Im Auftrag des Runden Tisches hatten die beiden Autoren im Frühjahr 1990 Zugang zu einem Teil der Stasi-Akten erlangt, die auf dem Bornimer Windmühlenberg lagerten. Angesichts der Forderungen, den Zugang zu den Unterlagen einzuschränken und zu reglementieren, war Eile geboten. Meinel und Wernicke konzentrierten sich bei der Sichtung auf die Berichte der sogenannten Auswertungs- und Kontrollgruppe der Stasi. Sie betrafen vor allem als oppositionell eingeschätzte Gruppen, so die katholische „Arche“ um Rainer Roczen, den „Friedenskreis“ mit Pfarrer Martin Kwaschik, „Kontakte“ mit dem späteren Baustadtrat Detlef Kaminski an der Babelsberger Friedrichskirche oder „Argus“ um Carola Stabe und Saskia Hüneke, heute Stadtverordnete für die B 90/Grüne.
In hektische Betriebsamkeit versetzt wurde die Stasi durch die Maiwahlen und die Aufdeckung der Wahlfälschung durch Bürgergruppen.

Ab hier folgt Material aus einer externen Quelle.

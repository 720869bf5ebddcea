//! Subscription manager: SUBSCRIBE fan-out, renewal and shutdown.

use std::pin::Pin;
use std::sync::Arc;
use std::task::{Context, Poll};

use futures::future::join_all;
use futures::Stream;
use sonos_discovery::{DeviceDescriptor, ServiceDescriptor};
use tokio::sync::{mpsc, OnceCell};
use tokio_util::sync::CancellationToken;
use tracing::{debug, info, warn};

use crate::config::StreamConfig;
use crate::error::{Result, StreamError};
use crate::events::{EventFilter, EventMultiplexer, EventSubscriber};
use crate::gena::{GenaTransport, HttpGenaClient};
use crate::listener::CallbackListener;
use crate::registry::SubscriptionRegistry;
use crate::renewal::Renewer;
use crate::types::{ServiceTag, Subscription, SubscriptionConfirmation, SubscriptionState};

/// Maintains GENA subscriptions against ZonePlayers and delivers their
/// notifications as one multiplexed stream.
///
/// The callback listener is started by the first [`subscribe`] call and
/// shared by every subscription afterwards. Cloning the manager is cheap and
/// all clones share state.
///
/// # Example
///
/// ```no_run
/// use futures::StreamExt;
/// use sonos_stream::{StreamConfig, SubscriptionManager};
///
/// # async fn example() -> Result<(), Box<dyn std::error::Error>> {
/// let manager = SubscriptionManager::new(StreamConfig::default())?;
/// let mut events = manager.events();
///
/// for device in sonos_discovery::discover().await? {
///     let confirmations: Vec<_> = manager.subscribe(&device).await?.collect().await;
///     println!("{}: {} services", device.display_name(), confirmations.len());
/// }
///
/// while let Some(event) = events.recv().await {
///     println!("{} {} {:?}", event.zp_udn, event.service_tag, event.data);
/// }
/// # Ok(())
/// # }
/// ```
///
/// [`subscribe`]: SubscriptionManager::subscribe
#[derive(Clone)]
pub struct SubscriptionManager {
    inner: Arc<ManagerInner>,
}

struct ManagerInner {
    config: Arc<StreamConfig>,
    transport: Arc<dyn GenaTransport>,
    registry: SubscriptionRegistry,
    multiplexer: EventMultiplexer,
    listener: OnceCell<CallbackListener>,
    cancel: CancellationToken,
}

impl SubscriptionManager {
    /// Create a manager that talks GENA over HTTP.
    pub fn new(config: StreamConfig) -> Result<Self> {
        config.validate()?;
        let transport = HttpGenaClient::new(config.request_timeout)?;
        Self::with_transport(config, Arc::new(transport))
    }

    /// Create a manager with a custom GENA transport.
    pub fn with_transport(config: StreamConfig, transport: Arc<dyn GenaTransport>) -> Result<Self> {
        config.validate()?;
        let multiplexer = EventMultiplexer::new(config.event_buffer_size);

        Ok(Self {
            inner: Arc::new(ManagerInner {
                config: Arc::new(config),
                transport,
                registry: SubscriptionRegistry::new(),
                multiplexer,
                listener: OnceCell::new(),
                cancel: CancellationToken::new(),
            }),
        })
    }

    pub fn config(&self) -> &StreamConfig {
        &self.inner.config
    }

    /// Read-only view of the live subscriptions.
    pub fn registry(&self) -> &SubscriptionRegistry {
        &self.inner.registry
    }

    pub fn multiplexer(&self) -> &EventMultiplexer {
        &self.inner.multiplexer
    }

    /// Stream of every notification received from now on.
    pub fn events(&self) -> EventSubscriber {
        self.inner.multiplexer.subscribe()
    }

    /// Stream of notifications matching `filter`.
    pub fn events_filtered(&self, filter: EventFilter) -> EventSubscriber {
        self.inner.multiplexer.subscribe_filtered(filter)
    }

    /// `CALLBACK` URL in use, once the listener has started.
    pub fn callback_url(&self) -> Option<&str> {
        self.inner.listener.get().map(CallbackListener::callback_url)
    }

    /// Subscribe to every eventing service of a ZonePlayer.
    ///
    /// One SUBSCRIBE is issued per [`ServiceTag`] the device exposes; tags
    /// it lacks are skipped, as are tags already subscribed for this device.
    /// The returned stream yields one confirmation per service that
    /// succeeded and ends once every request has finished. A failing service
    /// is logged and does not affect the others.
    ///
    /// Fails when the callback listener cannot be started or the manager
    /// has been shut down.
    pub async fn subscribe(&self, zone_player: &DeviceDescriptor) -> Result<ConfirmationStream> {
        if self.inner.cancel.is_cancelled() {
            return Err(StreamError::ShutDown);
        }

        let listener = self.listener().await?;
        let callback_url = listener.callback_url().to_string();
        let (sender, receiver) = mpsc::unbounded_channel();

        for tag in ServiceTag::ALL {
            let Some(service) = tag.resolve(zone_player) else {
                debug!(zp_udn = %zone_player.udn, service = %tag, "service not offered, skipping");
                continue;
            };
            if !self.inner.registry.reserve(&zone_player.udn, tag) {
                debug!(zp_udn = %zone_player.udn, service = %tag, "already subscribed or in flight");
                continue;
            }

            let request = SubscribeRequest {
                zp_udn: zone_player.udn.clone(),
                tag,
                service,
                callback_url: callback_url.clone(),
            };
            tokio::spawn(self.clone().subscribe_service(request, sender.clone()));
        }

        Ok(ConfirmationStream { receiver })
    }

    /// Remove and UNSUBSCRIBE every subscription held for one ZonePlayer.
    ///
    /// Returns how many subscriptions were removed.
    pub async fn unsubscribe(&self, zp_udn: &str) -> usize {
        let removed: Vec<Subscription> = self
            .inner
            .registry
            .for_zone_player(zp_udn)
            .into_iter()
            .filter_map(|subscription| self.inner.registry.remove(&subscription.subscription_id))
            .collect();

        self.unsubscribe_all(&removed).await;
        removed.len()
    }

    /// Cancel all renewals, UNSUBSCRIBE everything, clear the registry and
    /// stop the callback listener.
    pub async fn shutdown(&self) {
        self.inner.cancel.cancel();

        let removed = self.inner.registry.drain();
        self.unsubscribe_all(&removed).await;

        if let Some(listener) = self.inner.listener.get() {
            listener.shutdown().await;
        }

        info!(unsubscribed = removed.len(), "subscription manager shut down");
    }

    async fn listener(&self) -> Result<&CallbackListener> {
        self.inner
            .listener
            .get_or_try_init(|| {
                CallbackListener::start(
                    &self.inner.config,
                    self.inner.registry.clone(),
                    self.inner.multiplexer.clone(),
                    self.inner.cancel.child_token(),
                )
            })
            .await
    }

    fn renewer(&self) -> Renewer {
        Renewer {
            transport: Arc::clone(&self.inner.transport),
            registry: self.inner.registry.clone(),
            config: Arc::clone(&self.inner.config),
            cancel: self.inner.cancel.child_token(),
        }
    }

    async fn subscribe_service(
        self,
        request: SubscribeRequest,
        confirmations: mpsc::UnboundedSender<SubscriptionConfirmation>,
    ) {
        let SubscribeRequest {
            zp_udn,
            tag,
            service,
            callback_url,
        } = request;

        let result = tokio::select! {
            _ = self.inner.cancel.cancelled() => None,
            result = self.inner.transport.subscribe(&service, &callback_url, self.inner.config.subscription_timeout) => Some(result),
        };

        let grant = match result {
            Some(Ok(grant)) => grant,
            Some(Err(e)) => {
                warn!(%zp_udn, service = %tag, url = %service.event_endpoint(), error = %e, "subscription failed");
                self.inner.registry.release(&zp_udn, tag);
                return;
            }
            None => {
                self.inner.registry.release(&zp_udn, tag);
                return;
            }
        };

        // Shutdown drained the registry while this request was in flight
        if self.inner.cancel.is_cancelled() {
            self.inner.registry.release(&zp_udn, tag);
            let _ = self.inner.transport.unsubscribe(&service, &grant.sid).await;
            return;
        }

        self.inner.registry.insert(Subscription {
            subscription_id: grant.sid.clone(),
            zone_player_udn: zp_udn.clone(),
            service_tag: tag,
            service,
            granted_timeout: grant.timeout,
            state: SubscriptionState::Active,
        });
        self.inner.registry.release(&zp_udn, tag);
        self.renewer().spawn(grant.sid.clone(), grant.timeout);

        info!(%zp_udn, service = %tag, sid = %grant.sid, timeout = grant.timeout.as_secs(), "subscribed");

        let _ = confirmations.send(SubscriptionConfirmation {
            zp_udn,
            service_tag: tag,
            subscription_id: grant.sid,
        });
    }

    async fn unsubscribe_all(&self, subscriptions: &[Subscription]) {
        let transport = &self.inner.transport;
        let requests = subscriptions.iter().map(|subscription| async move {
            if let Err(e) = transport
                .unsubscribe(&subscription.service, &subscription.subscription_id)
                .await
            {
                debug!(sid = %subscription.subscription_id, error = %e, "UNSUBSCRIBE failed");
            }
        });
        join_all(requests).await;
    }
}

struct SubscribeRequest {
    zp_udn: String,
    tag: ServiceTag,
    service: Arc<ServiceDescriptor>,
    callback_url: String,
}

/// Confirmations from one [`SubscriptionManager::subscribe`] call.
///
/// Ends once every SUBSCRIBE issued by the call has completed.
#[derive(Debug)]
pub struct ConfirmationStream {
    receiver: mpsc::UnboundedReceiver<SubscriptionConfirmation>,
}

impl ConfirmationStream {
    pub async fn recv(&mut self) -> Option<SubscriptionConfirmation> {
        self.receiver.recv().await
    }
}

impl Stream for ConfirmationStream {
    type Item = SubscriptionConfirmation;

    fn poll_next(mut self: Pin<&mut Self>, cx: &mut Context<'_>) -> Poll<Option<Self::Item>> {
        self.receiver.poll_recv(cx)
    }
}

Sie startete eine Aktion „Symbol ’89“ zur Berichterstattung über den Wahlablauf, einschließlich der Erfassung sämtlicher Nichtwähler. Nach dem Urnengang sollten verstärkt „feindlich-negative Kräfte“ zur „ständigen Ausreise“ aus der DDR gedrängt werden. Neben ASTA (Antragsteller auf Ausreise), OV-Personen (die in einem „operativen Vorgang“ bespitzelt wurden), „Assis“ und Kriminellen werden in dem Aktenstück auch Alters- und Invalidenrentner genannt.
Zum ersten öffentlichen Höhepunkt der Demokratiebewegung wurde in Potsdam die Demonstration am 7. Oktober 1989 – laut Stasi eine „provokativ-demonstrative Zusammenrottung“. Da reagierte die Staatsmacht noch mit Härte und nahm 106 Personen fest, darunter peinlicherweise zwei unbeteiligte US-Bürger, die im Café „Heider“ ihren Kaffee tranken. Am 4. November 1989 musste sie dann schon die vom Neuen Forum angemeldete Kundgebung genehmigen, an der rund 20 000 – manche Quellen sprechen gar von fast 100 000 – Potsdamer teilnahmen. Die vor der Auflösung stehende Stasi fabrizierte darüber verlogene und fehlerhafte Berichte, weshalb die Autoren den an der Vorbereitung beider Demonstrationen beteiligten Bürgerrechtler Hartmut Mechtel um eine richtigstellende Kommentierung baten. Für den 19. November 1989 rief die SED dann zur Gegenkundgebung auf, zu der 6000 Teilnehmer kamen. Dabei stellte sich der damals neue SED-Bezirkschef, Heinz Vietze, „eindeutig vor die Schutz- und Sicherheitsorgane“.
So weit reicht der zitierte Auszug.